ASAT Responds to Lexington Herald-Leader story "E. Ky. school uses intensive therapy to educate kids with autism"
Tuesday, February 16, 2010
February 19, 2010
Dear Ms. Hjalmarson:
Thank you sharing this important story with your readers.
We applaud the Highlands Center for Autism for making such a commitment to these precious children and for relying on objective data to guide efforts to help them realize their fullest potential.
Of the dozens of treatments for autism, applied behavior analysis is the only treatment that already has a solid body of scientific support. For many other treatments, there are just promises, media hype, and glowing testimonials.
As you mentioned, for some of the more impaired children, skills are indeed broken up into small units and taught systematically. For less impaired children with autism, the need for such structure and repetition is lessened.

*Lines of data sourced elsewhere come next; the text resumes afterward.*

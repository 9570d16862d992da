//! Submit buttons of the consent form

use crate::error::{ConsentError, ConsentResult};
use serde::{Deserialize, Serialize};
use std::collections::HashMap;
use std::fmt;
use std::str::FromStr;

const BUTTON_CLASS: &str = "btn ch-cookie-consent__btn";
const SECONDARY_BUTTON_CLASS: &str = "btn ch-cookie-consent__btn ch-cookie-consent__btn--secondary";

/// The button a visitor used to submit the consent form.
///
/// `Save` keeps the per-category choices; the two shortcuts replace every
/// category with the same decision.
#[derive(Debug, Clone, Copy, PartialEq, Eq, Hash, Serialize, Deserialize)]
#[serde(rename_all = "snake_case")]
pub enum SubmitAction {
	Save,
	#[serde(rename = "use_only_functional_cookies")]
	UseOnlyFunctional,
	#[serde(rename = "use_all_cookies")]
	UseAll,
}

impl SubmitAction {
	/// All actions in the order their buttons are rendered.
	pub const ALL: [SubmitAction; 3] = [Self::Save, Self::UseOnlyFunctional, Self::UseAll];

	/// Form field name of the button, also used as its submitted value.
	///
	/// # Examples
	///
	/// ```
	/// use cookie_consent_forms::SubmitAction;
	///
	/// assert_eq!(SubmitAction::Save.field_name(), "save");
	/// assert_eq!(SubmitAction::UseAll.field_name(), "use_all_cookies");
	/// ```
	pub fn field_name(self) -> &'static str {
		match self {
			Self::Save => "save",
			Self::UseOnlyFunctional => "use_only_functional_cookies",
			Self::UseAll => "use_all_cookies",
		}
	}

	/// Translation key of the button label.
	pub fn label(self) -> &'static str {
		match self {
			Self::Save => "ch_cookie_consent.save",
			Self::UseOnlyFunctional => "ch_cookie_consent.use_only_functional_cookies",
			Self::UseAll => "ch_cookie_consent.use_all_cookies",
		}
	}

	pub fn css_class(self) -> &'static str {
		match self {
			Self::UseAll => SECONDARY_BUTTON_CLASS,
			Self::Save | Self::UseOnlyFunctional => BUTTON_CLASS,
		}
	}

	/// Uniform decision applied to every category, or `None` for `Save`.
	pub fn shortcut_decision(self) -> Option<bool> {
		match self {
			Self::Save => None,
			Self::UseOnlyFunctional => Some(false),
			Self::UseAll => Some(true),
		}
	}

	/// Find the clicked button in submitted form data.
	///
	/// A browser only submits the button that was pressed, so exactly one
	/// button name must be present.
	///
	/// # Examples
	///
	/// ```
	/// use cookie_consent_forms::SubmitAction;
	/// use std::collections::HashMap;
	/// use serde_json::json;
	///
	/// let mut data = HashMap::new();
	/// data.insert("analytics".to_string(), json!("true"));
	/// data.insert("use_all_cookies".to_string(), json!("use_all_cookies"));
	///
	/// assert_eq!(SubmitAction::detect(&data).unwrap(), SubmitAction::UseAll);
	/// ```
	pub fn detect(data: &HashMap<String, serde_json::Value>) -> ConsentResult<Self> {
		let mut clicked = Self::ALL
			.into_iter()
			.filter(|action| data.contains_key(action.field_name()));

		match (clicked.next(), clicked.next()) {
			(Some(action), None) => Ok(action),
			(None, _) => Err(ConsentError::MalformedSubmission(
				"no submit button was clicked".to_string(),
			)),
			(Some(first), Some(second)) => Err(ConsentError::MalformedSubmission(format!(
				"more than one submit button was clicked: {} and {}",
				first, second
			))),
		}
	}
}

impl fmt::Display for SubmitAction {
	fn fmt(&self, f: &mut fmt::Formatter<'_>) -> fmt::Result {
		f.write_str(self.field_name())
	}
}

impl FromStr for SubmitAction {
	type Err = ConsentError;

	fn from_str(s: &str) -> Result<Self, Self::Err> {
		Self::ALL
			.into_iter()
			.find(|action| action.field_name() == s)
			.ok_or_else(|| {
				ConsentError::MalformedSubmission(format!("unrecognized submit action: {s}"))
			})
	}
}

#[cfg(test)]
mod tests {
	use super::*;
	use rstest::rstest;
	use serde_json::json;

	fn submitted(names: &[&str]) -> HashMap<String, serde_json::Value> {
		names
			.iter()
			.map(|name| (name.to_string(), json!(name)))
			.collect()
	}

	#[rstest]
	#[case("save", SubmitAction::Save)]
	#[case("use_only_functional_cookies", SubmitAction::UseOnlyFunctional)]
	#[case("use_all_cookies", SubmitAction::UseAll)]
	fn test_parse_action(#[case] name: &str, #[case] expected: SubmitAction) {
		assert_eq!(name.parse::<SubmitAction>().unwrap(), expected);
		assert_eq!(expected.to_string(), name);
	}

	#[rstest]
	#[case("")]
	#[case("Save")]
	#[case("reject_all")]
	fn test_parse_unrecognized_action(#[case] name: &str) {
		let err = name.parse::<SubmitAction>().unwrap_err();
		assert!(matches!(err, ConsentError::MalformedSubmission(_)));
	}

	#[rstest]
	#[case(&["save"], SubmitAction::Save)]
	#[case(&["analytics", "use_only_functional_cookies"], SubmitAction::UseOnlyFunctional)]
	#[case(&["marketing", "use_all_cookies"], SubmitAction::UseAll)]
	fn test_detect_single_button(#[case] names: &[&str], #[case] expected: SubmitAction) {
		assert_eq!(SubmitAction::detect(&submitted(names)).unwrap(), expected);
	}

	#[rstest]
	#[case(&[])]
	#[case(&["analytics", "marketing"])]
	#[case(&["save", "use_all_cookies"])]
	#[case(&["save", "use_only_functional_cookies", "use_all_cookies"])]
	fn test_detect_rejects_zero_or_many_buttons(#[case] names: &[&str]) {
		let err = SubmitAction::detect(&submitted(names)).unwrap_err();
		assert!(matches!(err, ConsentError::MalformedSubmission(_)));
	}

	#[test]
	fn test_shortcut_decisions() {
		assert_eq!(SubmitAction::Save.shortcut_decision(), None);
		assert_eq!(SubmitAction::UseOnlyFunctional.shortcut_decision(), Some(false));
		assert_eq!(SubmitAction::UseAll.shortcut_decision(), Some(true));
	}

	#[test]
	fn test_only_use_all_is_secondary() {
		assert!(SubmitAction::UseAll.css_class().ends_with("--secondary"));
		assert!(!SubmitAction::Save.css_class().contains("--secondary"));
		assert!(
			!SubmitAction::UseOnlyFunctional
				.css_class()
				.contains("--secondary")
		);
	}

	#[test]
	fn test_serde_names_match_field_names() {
		for action in SubmitAction::ALL {
			assert_eq!(serde_json::to_value(action).unwrap(), json!(action.field_name()));
		}
	}
}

We do want to provide a bit more information about your reference to the expense and tedious nature of this treatment. In contrast to other disabilities, autism has a significant impact on a child's social relatedness, communication, skills, and ability to learn across all domains. It would be naive to think that a simple intervention such as a pill, diet, or swim with a dolphin could eradicate such profound deficits.
It is also important to bear in mind that children with autism who make significant gains in the early years of intervention will require fewer services as older students and as adults. Millions of dollars can be saved per child over the course of his or her lifespan. Given that fact, a $60,000 per year investment benefits everyone.